Biological activities of compounds 1–2

The isolated isoindolinone derivatives 1 and 2 were evaluated for their antimicrobial effects, based on the serial dilution assay method against bacteria and fungi (Table S1). Compound 1 was weakly active against Mucor hiemalis at 66.6 µg/mL, whereas compound 2 was similarly active against Bacillus subtilis at 66.6 µg/mL. Nystatin and oxytetracycline were used as positive controls for fungi and bacteria, respectively. The compounds were mostly inactive in the other test microorganisms. Furthermore, cytotoxicity tests revealed that the compounds were non-cytotoxic (Table S1).

Conclusions

Two new isoindolinone derivatives denoted as corallocins D (1) and E (2), were isolated from the fruiting bodies of the basidiomycete H. coralloides.
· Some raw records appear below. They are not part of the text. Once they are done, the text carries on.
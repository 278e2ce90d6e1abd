/*
    This module generates sentences
*/

use rand::prelude::*;
use std::path::PathBuf;
use thiserror::Error;

use crate::grammar::*;
use crate::error_handling::*;

// Past this depth the alternative with the fewest nonterminals is taken
const SHORTEST_DEPTH: usize = 24;
// Past this depth generation gives up
const MAX_DEPTH: usize = 256;

#[derive(Debug, PartialEq, Error)]
pub enum GenerateErrorType {
    // The grammar has no start symbol and none was given
    #[error("The grammar has no axiom")]
    MissingAxiom,
    // An undefined nonterminal was used
    #[error("No definition for nonterminal `{0}`")]
    UndefinedNonterminal(String),
    // The derivation never bottoms out
    #[error("Derivation of `{0}` is deeper than {max} rules", max = MAX_DEPTH)]
    DepthExceeded(String),
}

impl ErrorType for GenerateErrorType {}

pub type GenerateError = Error<GenerateErrorType>;
pub type GenResult = Result<String, GenerateError>;

// Generates a sentence starting with the axiom
pub fn generate(grammar: &Grammar, file: PathBuf) -> GenResult {
    generate_with_rng(grammar, grammar.axiom(), &mut thread_rng())
        .map_err(|error| GenerateError { location: Location::file(file), error })
}

pub fn generate_with_rng(grammar: &Grammar, start: Option<&Symbol>, rng: &mut impl Rng) -> Result<String, GenerateErrorType> {
    let start = start.ok_or(GenerateErrorType::MissingAxiom)?;

    let mut words = Vec::new();
    generate_symbol(start, grammar, rng, 0, &mut words)?;

    Ok(words.join(" "))
}

fn expandable_count(grammar: &Grammar, alternative: &Alternative) -> usize {
    alternative.iter().filter(|symbol| grammar.rewrite(symbol).is_some()).count()
}

fn choose_alternative<'a>(grammar: &Grammar, rewrite: &'a Rewrite, rng: &mut impl Rng, depth: usize) -> Option<&'a Alternative> {
    if depth >= SHORTEST_DEPTH {
        rewrite.iter().min_by_key(|alternative| expandable_count(grammar, alternative))
    } else {
        rewrite.choose(rng)
    }
}

fn generate_symbol<'a>(symbol: &'a Symbol, grammar: &'a Grammar, rng: &mut impl Rng, depth: usize, words: &mut Vec<&'a str>) -> Result<(), GenerateErrorType> {
    let Some(rewrite) = grammar.rewrite(symbol) else {
        if !symbol.is_terminal() {
            return Err(GenerateErrorType::UndefinedNonterminal(symbol.to_string()));
        }
        words.push(symbol.text());
        return Ok(());
    };

    if depth >= MAX_DEPTH {
        return Err(GenerateErrorType::DepthExceeded(symbol.to_string()));
    }

    // A nonterminal with no alternatives derives nothing, like ε
    if let Some(alternative) = choose_alternative(grammar, rewrite, rng, depth) {
        for child in alternative {
            generate_symbol(child, grammar, rng, depth + 1, words)?;
        }
    }

    Ok(())
}
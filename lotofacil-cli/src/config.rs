//! Chargement et validation de la configuration.

use serde::{Deserialize, Serialize};
use std::path::{Path, PathBuf};
use thiserror::Error;

use lotofacil_engine::report::ReportSettings;
use lotofacil_engine::trained::ModelConfig;

#[derive(Debug, Error)]
pub enum ConfigError {
    #[error("Lecture du fichier de configuration impossible : {0}")]
    ReadError(#[from] std::io::Error),

    #[error("Configuration illisible : {0}")]
    ParseError(#[from] toml::de::Error),

    #[error("Configuration invalide : {0}")]
    ValidationError(String),
}

/// API distante qui reçoit le rapport.
#[derive(Debug, Clone, Serialize, Deserialize)]
pub struct ApiConfig {
    #[serde(default)]
    pub url: Option<String>,

    #[serde(default)]
    pub email: Option<String>,

    #[serde(default)]
    pub password: Option<String>,

    #[serde(default = "default_timeout")]
    pub timeout_seconds: u64,
}

fn default_timeout() -> u64 {
    30
}

impl Default for ApiConfig {
    fn default() -> Self {
        Self {
            url: None,
            email: None,
            password: None,
            timeout_seconds: default_timeout(),
        }
    }
}

#[derive(Debug, Clone, Serialize, Deserialize)]
pub struct AnalysisConfig {
    #[serde(default = "default_companion_limit")]
    pub companion_limit: usize,

    #[serde(default = "default_heuristic_count")]
    pub heuristic_count: usize,

    #[serde(default = "default_model_seed")]
    pub model_seed: u64,

    #[serde(default = "default_test_fraction")]
    pub test_fraction: f64,

    #[serde(default = "default_knn_k")]
    pub knn_k: usize,

    #[serde(default = "default_max_predictions")]
    pub max_predictions: usize,
}

fn default_companion_limit() -> usize {
    15
}

fn default_heuristic_count() -> usize {
    10
}

fn default_model_seed() -> u64 {
    42
}

fn default_test_fraction() -> f64 {
    0.2
}

fn default_knn_k() -> usize {
    3
}

fn default_max_predictions() -> usize {
    5
}

impl Default for AnalysisConfig {
    fn default() -> Self {
        Self {
            companion_limit: default_companion_limit(),
            heuristic_count: default_heuristic_count(),
            model_seed: default_model_seed(),
            test_fraction: default_test_fraction(),
            knn_k: default_knn_k(),
            max_predictions: default_max_predictions(),
        }
    }
}

impl AnalysisConfig {
    pub fn settings(&self) -> ReportSettings {
        ReportSettings {
            companion_limit: self.companion_limit,
            heuristic_count: self.heuristic_count,
            model: ModelConfig {
                test_fraction: self.test_fraction,
                seed: self.model_seed,
                knn_k: self.knn_k,
                max_predictions: self.max_predictions,
            },
        }
    }
}

#[derive(Debug, Clone, Serialize, Deserialize)]
pub struct AppConfig {
    #[serde(default = "default_db_path")]
    pub db_path: PathBuf,

    #[serde(default = "default_log_level")]
    pub log_level: String,

    #[serde(default)]
    pub api: ApiConfig,

    #[serde(default)]
    pub analysis: AnalysisConfig,
}

fn default_db_path() -> PathBuf {
    lotofacil_db::db::db_path()
}

fn default_log_level() -> String {
    "info".to_string()
}

impl Default for AppConfig {
    fn default() -> Self {
        Self {
            db_path: default_db_path(),
            log_level: default_log_level(),
            api: ApiConfig::default(),
            analysis: AnalysisConfig::default(),
        }
    }
}

impl AppConfig {
    pub fn from_file(path: &Path) -> Result<Self, ConfigError> {
        let contents = std::fs::read_to_string(path)?;
        let config: AppConfig = toml::from_str(&contents)?;
        Ok(config)
    }

    /// Fichier (s'il existe), puis variables d'environnement, puis validation.
    pub fn load(path: &Path) -> Result<Self, ConfigError> {
        let mut config = if path.exists() {
            Self::from_file(path)?
        } else {
            Self::default()
        };
        config.apply_env(|key| std::env::var(key).ok());
        config.validate()?;
        Ok(config)
    }

    pub fn apply_env<F>(&mut self, lookup: F)
    where
        F: Fn(&str) -> Option<String>,
    {
        if let Some(url) = lookup("API_URL") {
            self.api.url = Some(url);
        }
        if let Some(email) = lookup("API_EMAIL") {
            self.api.email = Some(email);
        }
        if let Some(password) = lookup("API_PASSWORD") {
            self.api.password = Some(password);
        }
        if let Some(path) = lookup("LOTOFACIL_DB") {
            self.db_path = PathBuf::from(path);
        }
    }

    pub fn validate(&self) -> Result<(), ConfigError> {
        if self.api.timeout_seconds == 0 {
            return Err(ConfigError::ValidationError(
                "api.timeout_seconds doit être supérieur à 0".to_string(),
            ));
        }

        let fraction = self.analysis.test_fraction;
        if !(fraction > 0.0 && fraction < 1.0) {
            return Err(ConfigError::ValidationError(format!(
                "analysis.test_fraction doit être dans ]0, 1[ (reçu {})",
                fraction
            )));
        }

        if self.analysis.knn_k == 0 {
            return Err(ConfigError::ValidationError(
                "analysis.knn_k doit être supérieur à 0".to_string(),
            ));
        }

        Ok(())
    }
}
Isoindolinone metabolites have been already isolated several times as the major metabolites of basidiomata (Wittstein et al. 2016; Ryu et al. 2021) and cultures (Wang et al. 2015; Sum Chemutai et al. 2023a) of the genus Hericium. It is noteworthy that the isoindolinone derivatives seem to be more abundant in the solid cultures and basidiomes (Wittstein et al. 2016; Ryu et al. 2021; Sum Chemutai et al. 2023a), while the submerged cultures produce benzofuranones (Sum Chemutai et al. 2023a).